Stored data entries

//! Per-session scratch directories and the files kept inside them.
//!
//! Every operation takes the [`Workspace`] explicitly; nothing here looks up a
//! "current" session. The directory on disk is the only index: listings are
//! rescanned on each call because the external converter writes into the same
//! directory behind our back.

mod archive;
mod files;
mod fingerprint;

use std::{
    collections::HashMap,
    fmt,
    io::ErrorKind,
    path::{Path, PathBuf},
    sync::Arc,
};

use thiserror::Error;
use tokio::sync::RwLock;
use tracing::{info, warn};
use uuid::Uuid;

pub use archive::archive;
pub use files::{
    DOCUMENT_EXTENSIONS, DeleteMatching, FileFilter, FileKind, StoredFile, delete_matching,
    find_file, is_duplicate, list_files, safe_file_name, store_upload,
};
pub use fingerprint::Fingerprint;

pub type WorkspaceResult<T> = Result<T, WorkspaceError>;

#[derive(Debug, Error)]
pub enum WorkspaceError {
    #[error("invalid file name `{0}`")]
    InvalidFileName(String),

    #[error("I/O error: {0}")]
    Io(#[from] std::io::Error),

    #[error("archive error: {0}")]
    Archive(#[from] zip::result::ZipError),

    #[error("background task failed: {0}")]
    Join(#[from] tokio::task::JoinError),
}

/// Opaque identifier of a browser session.
#[derive(Debug, Clone, Copy, PartialEq, Eq, Hash)]
pub struct SessionId(Uuid);

impl SessionId {
    pub fn new() -> Self {
        Self(Uuid::new_v4())
    }

    pub fn parse(value: &str) -> Option<Self> {
        Uuid::parse_str(value).ok().map(Self)
    }
}

impl fmt::Display for SessionId {
    fn fmt(&self, f: &mut fmt::Formatter<'_>) -> fmt::Result {
        write!(f, "{}", self.0)
    }
}

/// Handle to one session's exclusive directory.
#[derive(Debug, Clone, PartialEq, Eq)]
pub struct Workspace {
    dir: PathBuf,
}

impl Workspace {
    pub fn path(&self) -> &Path {
        &self.dir
    }
}

/// Maps sessions to their workspace directories under a shared root.
#[derive(Clone, Debug)]
pub struct WorkspaceRegistry {
    root: PathBuf,
    sessions: Arc<RwLock<HashMap<SessionId, Workspace>>>,
}

impl WorkspaceRegistry {
    pub fn new(root: impl Into<PathBuf>) -> Self {
        Self {
            root: root.into(),
            sessions: Arc::new(RwLock::new(HashMap::new())),
        }
    }

    pub fn root(&self) -> &Path {
        &self.root
    }

    /// Return the session's workspace, creating `<root>/<uuid4>` on first use.
    ///
    /// Repeated calls for the same session return the same path. Creation
    /// failures are returned as-is and not retried.
    pub async fn create_or_get(&self, session: SessionId) -> WorkspaceResult<Workspace> {
        if let Some(workspace) = self.sessions.read().await.get(&session) {
            return Ok(workspace.clone());
        }

        let mut guard = self.sessions.write().await;
        if let Some(workspace) = guard.get(&session) {
            return Ok(workspace.clone());
        }

        let dir = self.root.join(Uuid::new_v4().to_string());
        tokio::fs::create_dir_all(&dir).await?;
        info!(%session, dir = %dir.display(), "created session workspace");

        let workspace = Workspace { dir };
        guard.insert(session, workspace.clone());
        Ok(workspace)
    }

    /// Look up an existing workspace without creating one.
    pub async fn get(&self, session: SessionId) -> Option<Workspace> {
        self.sessions.read().await.get(&session).cloned()
    }

    /// Forget the session and remove its directory. Returns whether the
    /// session had a workspace.
    pub async fn teardown(&self, session: SessionId) -> WorkspaceResult<bool> {
        let Some(workspace) = self.sessions.write().await.remove(&session) else {
            return Ok(false);
        };

        match tokio::fs::remove_dir_all(workspace.path()).await {
            Ok(()) => {}
            Err(err) if err.kind() == ErrorKind::NotFound => {}
            Err(err) => return Err(err.into()),
        }

        info!(%session, dir = %workspace.path().display(), "removed session workspace");
        Ok(true)
    }

    /// Drop sessions whose directory no longer exists, e.g. after a sweep.
    ///
    /// Directories are checked without holding the registry lock; an entry
    /// replaced in the meantime is kept.
    pub async fn prune_missing(&self) -> usize {
        let snapshot: Vec<(SessionId, Workspace)> = self
            .sessions
            .read()
            .await
            .iter()
            .map(|(session, workspace)| (*session, workspace.clone()))
            .collect();

        let mut missing = Vec::new();
        for (session, workspace) in snapshot {
            match tokio::fs::try_exists(workspace.path()).await {
                Ok(true) => {}
                Ok(false) => missing.push((session, workspace)),
                Err(err) => {
                    warn!(?err, dir = %workspace.path().display(), "failed to check workspace directory");
                }
            }
        }
        if missing.is_empty() {
            return 0;
        }

        let mut guard = self.sessions.write().await;
        let mut removed = 0;
        for (session, workspace) in missing {
            if guard.get(&session) == Some(&workspace) {
                guard.remove(&session);
                removed += 1;
            }
        }
        removed
    }
}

-- What you are asked to do --
Transcribe, exactly and without additions, the lines of the records above, beginning with the line that contains "a browser session." and ending with the line that contains "Some(workspace) = self.sessions.read().await.get(&session)", both included.

-- Answer space --
/// Opaque identifier of a browser session.
#[derive(Debug, Clone, Copy, PartialEq, Eq, Hash)]
pub struct SessionId(Uuid);

impl SessionId {
    pub fn new() -> Self {
        Self(Uuid::new_v4())
    }

    pub fn parse(value: &str) -> Option<Self> {
        Uuid::parse_str(value).ok().map(Self)
    }
}

impl fmt::Display for SessionId {
    fn fmt(&self, f: &mut fmt::Formatter<'_>) -> fmt::Result {
        write!(f, "{}", self.0)
    }
}

/// Handle to one session's exclusive directory.
#[derive(Debug, Clone, PartialEq, Eq)]
pub struct Workspace {
    dir: PathBuf,
}

impl Workspace {
    pub fn path(&self) -> &Path {
        &self.dir
    }
}

/// Maps sessions to their workspace directories under a shared root.
#[derive(Clone, Debug)]
pub struct WorkspaceRegistry {
    root: PathBuf,
    sessions: Arc<RwLock<HashMap<SessionId, Workspace>>>,
}

impl WorkspaceRegistry {
    pub fn new(root: impl Into<PathBuf>) -> Self {
        Self {
            root: root.into(),
            sessions: Arc::new(RwLock::new(HashMap::new())),
        }
    }

    pub fn root(&self) -> &Path {
        &self.root
    }

    /// Return the session's workspace, creating `<root>/<uuid4>` on first use.
    ///
    /// Repeated calls for the same session return the same path. Creation
    /// failures are returned as-is and not retried.
    pub async fn create_or_get(&self, session: SessionId) -> WorkspaceResult<Workspace> {
        if let Some(workspace) = self.sessions.read().await.get(&session) {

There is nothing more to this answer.